Evaluating Another Public Apology

Helping people make effective apologies is part of being a mediator and conflict coach, so it’s instructive to evaluate apologies. We had another public example this week from former CIA Director General David Petraeus, who began his speech to a group of veterans Tuesday with these prepared words:

“Needless to say, I join you keenly aware that I am regarded in a different light now than I was a year ago. I am also keenly aware that the reason for my recent journey is my own doing. Please allow me to begin my remarks this evening by reiterating how deeply I regret — and apologize for — the circumstances that led to my resignation from the CIA and caused such pain for my family, friends and supporters. I know that I can never fully assuage the pain that I inflicted on those closest to me, and on a number of others. I can, however, try to move forward in a manner that is consistent with the values to which I subscribed before slipping my moorings and, as best as possible, to make amends to those I have hurt and let down.”

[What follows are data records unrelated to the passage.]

impl JobStatus {
    pub fn is_terminal(&self) -> bool {
        matches!(self, Self::Completed | Self::Failed)
    }

    /// Whether moving from `self` to `next` is a legal transition.
    pub fn can_transition_to(&self, next: JobStatus) -> bool {
        matches!(
            (self, next),
            (Self::Queued, Self::Printing)
                | (Self::Queued, Self::Failed)
                | (Self::Printing, Self::Completed)
                | (Self::Printing, Self::Failed)
        )
    }
}

impl fmt::Display for JobStatus {
    fn fmt(&self, f: &mut fmt::Formatter<'_>) -> fmt::Result {
        f.write_str(match self {
            Self::Queued => "queued",
            Self::Printing => "printing",
            Self::Completed => "completed",
            Self::Failed => "failed",
        })
    }
}

/// Document formats the relay knows how to label for IPP `document-format`.
#[derive(Debug, Clone, Copy, PartialEq, Eq, Serialize, Deserialize)]
pub enum DocumentType {
    Pdf,
    Jpeg,
    Png,
    PlainText,
    PostScript,
    /// PCL (Printer Command Language).
    Pcl,
    /// Anything else; sent as an opaque byte stream.
    Unknown,
}

impl DocumentType {
    /// MIME type string for IPP `document-format`.
    pub fn mime_type(&self) -> &'static str {
        match self {
            Self::Pdf => "application/pdf",
            Self::Jpeg => "image/jpeg",
            Self::Png => "image/png",
            Self::PlainText => "text/plain",
            Self::PostScript => "application/postscript",
            Self::Pcl => "application/vnd.hp-pcl",
            Self::Unknown => "application/octet-stream",
        }
    }

    /// Infer the document type from a file name's extension.
    pub fn from_file_name(file_name: &str) -> Self {
        let ext = std::path::Path::new(file_name)
            .extension()
            .and_then(|e| e.to_str())
            .unwrap_or_default();
        match ext.to_ascii_lowercase().as_str() {
            "pdf" => Self::Pdf,
            "jpg" | "jpeg" => Self::Jpeg,
            "png" => Self::Png,
            "txt" => Self::PlainText,
            "ps" | "eps" => Self::PostScript,
            "pcl" => Self::Pcl,
            _ => Self::Unknown,
        }
    }
}

/// Why a job ended in `Failed`.
#[derive(Debug, Clone, PartialEq, Eq, Serialize, Deserialize)]
pub enum FailureReason {
    /// The server was stopped while the job was queued or printing.
    ServerStopped,
    /// The target printer was removed from the registry before transmission.
    PrinterUnavailable,
    /// The printer protocol reported an error or the connection failed.
    Transmission(String),
}

impl fmt::Display for FailureReason {
    fn fmt(&self, f: &mut fmt::Formatter<'_>) -> fmt::Result {
        match self {
            Self::ServerStopped => f.write_str("server stopped"),
            Self::PrinterUnavailable => f.write_str("printer unavailable"),
            Self::Transmission(detail) => write!(f, "transmission failed: {detail}"),
        }
    }
}

/// A print job submitted to the relay.
#[derive(Debug, Clone, PartialEq, Eq, Serialize, Deserialize)]
pub struct PrintJob {
    pub id: JobId,
    pub file_name: String,
    pub target_printer_id: PrinterId,
    pub client_id: String,
    pub document_type: DocumentType,
    pub status: JobStatus,
    pub created_at: DateTime<Utc>,
    pub completed_at: Option<DateTime<Utc>>,
    pub failure: Option<FailureReason>,
    /// SHA-256 hex digest of the document bytes.
    pub document_hash: String,
    pub total_bytes: u64,
}

impl PrintJob {
    pub fn new(
        file_name: String,
        target_printer_id: PrinterId,
        client_id: String,
        document_hash: String,
        total_bytes: u64,
    ) -> Self {
        let document_type = DocumentType::from_file_name(&file_name);
        Self {
            id: JobId::new(),
            file_name,
            target_printer_id,
            client_id,
            document_type,
            status: JobStatus::Queued,
            created_at: Utc::now(),
            completed_at: None,
            failure: None,
            document_hash,
            total_bytes,
        }
    }
}

/// A job status transition, published to subscribers.
#[derive(Debug, Clone, PartialEq, Eq, Serialize, Deserialize)]
pub struct JobEvent {
    pub job_id: JobId,
    pub printer_id: PrinterId,
    pub status: JobStatus,
    pub failure: Option<FailureReason>,
}

// ---------------------------------------------------------------------------
// Server and network state
// ---------------------------------------------------------------------------

/// Lifecycle of the print server.
#[derive(Debug, Clone, Copy, PartialEq, Eq, Serialize, Deserialize)]
#[serde(rename_all = "lowercase")]
pub enum ServerStatus {
    Stopped,
    Starting,
    Running,
}

impl fmt::Display for ServerStatus {
    fn fmt(&self, f: &mut fmt::Formatter<'_>) -> fmt::Result {
        f.write_str(match self {
            Self::Stopped => "stopped",
            Self::Starting => "starting",
            Self::Running => "running",
        })
    }
}

/// An IPv4 /24 subnet.
#[derive(Debug, Clone, Copy, PartialEq, Eq, Hash, Serialize, Deserialize)]
pub struct Subnet {
    network: Ipv4Addr,
}

impl Subnet {
    /// The /24 containing `addr`.
    pub fn containing(addr: Ipv4Addr) -> Self {
        let [a, b, c, _] = addr.octets();
        Self {
            network: Ipv4Addr::new(a, b, c, 0),
        }
    }

    pub fn network(&self) -> Ipv4Addr {
        self.network
    }

    pub fn contains(&self, addr: Ipv4Addr) -> bool {
        addr.octets()[..3] == self.network.octets()[..3]
    }

    /// Host addresses `.1` through `.254`.
    pub fn hosts(self) -> impl Iterator<Item = Ipv4Addr> {
        let [a, b, c, _] = self.network.octets();
        (1..=254u8).map(move |d| Ipv4Addr::new(a, b, c, d))
    }
}

impl fmt::Display for Subnet {
    fn fmt(&self, f: &mut fmt::Formatter<'_>) -> fmt::Result {
        write!(f, "{}/24", self.network)
    }
}

/// The relay's own position on the network.
#[derive(Debug, Clone, Copy, PartialEq, Eq, Serialize, Deserialize)]
pub struct NetworkInfo {
    pub local_address: Ipv4Addr,
    pub subnet: Subnet,
}

impl NetworkInfo {
    pub fn new(local_address: Ipv4Addr) -> Self {
        Self {
            local_address,
            subnet: Subnet::containing(local_address),
        }
    }
}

A good apology has at least three essential elements: Responsibility, Regret, and Remedy. See, e.g., Beverly Engel, The Power of Apology. (John Wiley & Sons: 2001) pp. 66-68. This apology meets these, although it’s rather vague on the remedy. But somehow this apology leaves me empty: does he really get it?

A more detailed yardstick for measuring effective apologies is Peacemaker Ministries’ “7 A’s of Confession.” He “Addressed everyone involved,” and he “Avoided ‘if,’ ‘but,’ and ‘maybe.’” But he fell a little short on other criteria:
– “Admit specifically” – For what exactly is he apologizing? Does he know what he did wrong? “slipping my moorings” is a great metaphor, but how did that happen? Until he gets to the root of it, how can we be sure it won’t happen again?
– “Acknowledge the hurt” – Does he fully understand the impact of his transgression? Speaking to veterans, he might have acknowledged tarnishing the military’s reputation. One commentator, Robin Abcarian of the LA times, points out that another consequence is reinforcement of the perception that a man and woman cannot work together platonically.
– “Alter behavior” – What exactly is he going to do to make sure this doesn’t happen again? Obviously, “trying… to” behave “consistent with the values to which I subscribed before” wasn’t enough in the past, so what’s different now?

His is actually better than most public apologies, and he doesn’t owe the public the same level of detail that he owes his family. This is rather a lesson in how to construct an effective apology that truly will bring healing after offense.